Zeroing in on Veterans’ Needs

Consider his latest gift in the veterans space, which fits within this theme. The new LPSAT tool is precisely focused on trying to better understand what’s happening on the ground in communities, and in the lives of veterans and their families. Rather than relying on anecdotes, Newmark says that veterans’ advocates need to act on evidence and what’s real on the ground in the moment.

"Veterans don’t return home to federal agencies or nonprofits; they return home to communities," said NVI president Nancy Berglass.

She, along with BWF President Anne Marie Dougherty, recently walked me through the tool. Berglass explains that NVI has identified some 100 communities across 42 states who are working together as collaboratives to support veterans and their communities. NVI is sending out a web based service that asks a variety of questions including services veterans seek, and composition of their membership. Rather than operating in silos, Berglass says that LPSAT can assess the extent to which resources and needs align at the community level in the lives of veterans.

What’s more, this community-level vantage is groundbreaking for this space. They explained that philanthropy often focuses on direct services for veterans. To be sure, this is important. But they believe that grantmakers should also invest in collaborations at the community level as urgently as they fund direct services.
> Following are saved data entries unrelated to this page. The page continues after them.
use super::{DisplayBackend, DisplayDescriptor};
use crate::monitor::Point;
use crate::{MonitorError, MonitorResult};

/// Backend for targets without a display query implementation.
///
/// Every query fails, so resolution always ends `Unresolved`.
#[derive(Clone, Copy, Debug, Default)]
pub struct UnsupportedBackend;

impl DisplayBackend for UnsupportedBackend {
    type Handle = ();

    fn cursor_position(&self) -> MonitorResult<Point> {
        Err(MonitorError::Unsupported)
    }

    fn display_at(&self, _point: Point) -> MonitorResult<()> {
        Err(MonitorError::Unsupported)
    }

    fn descriptor(&self, _handle: &()) -> MonitorResult<DisplayDescriptor> {
        Err(MonitorError::Unsupported)
    }

    fn desktop_dpi(&self) -> MonitorResult<i32> {
        Err(MonitorError::Unsupported)
    }
}

#[cfg(test)]
mod tests {
    use super::*;
    use crate::{MonitorSnapshotResolver, Resolution, ResolverConfig};

    #[test]
    fn every_query_is_unsupported() {
        let backend = UnsupportedBackend;
        assert!(matches!(backend.cursor_position(), Err(MonitorError::Unsupported)));
        assert!(matches!(
            backend.display_at(Point::default()),
            Err(MonitorError::Unsupported)
        ));
        assert!(matches!(backend.descriptor(&()), Err(MonitorError::Unsupported)));
        assert!(matches!(backend.desktop_dpi(), Err(MonitorError::Unsupported)));
    }

    #[test]
    fn resolver_is_unresolved() {
        let resolver =
            MonitorSnapshotResolver::with_backend(UnsupportedBackend, ResolverConfig::default());
        assert_eq!(resolver.resolve_at_cursor(), Resolution::Unresolved);
    }

    #[test]
    fn system_resolution_is_unresolved() {
        assert_eq!(crate::resolve_at_cursor(), Resolution::Unresolved);
    }
}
“LPSAT offers a community-level lens about how work is being done and where more work needs to happen. From there we can identify opportunity to broaden the network of stakeholders and resources,” Berglass adds.

It’s worth noting that the post 9/11 veterans community has been around for a generation now.

Investing in Research, Too

A component of Newmark’s $4.85 million gift will also fund a fellow and national expert at BWF. The inaugural Craig Newmark Fellow is epidemiologist Rajeev Ramchand, who studies issues like mental health, substance use, and suicide prevention among service members, veterans, and their families.

Dougherty says this research will help them really assess trends and become better experts on issues like substance abuse, PTSD, and their comorbidity. “Sometimes veterans won’t even identify as such, making it tough to connect them with resources and help them get care,” she adds.

Fellowships have been an important piece of Newmark’s giving touching areas like cyber journalism and veterans’ civic leadership. And Berglass calls this ongoing support for social science “leading edge, if visionary.” She adds that, “Veterans aside, this is a great model for philanthropy writ large, the idea that funders can support data integrity as part and parcel with data collection activities.”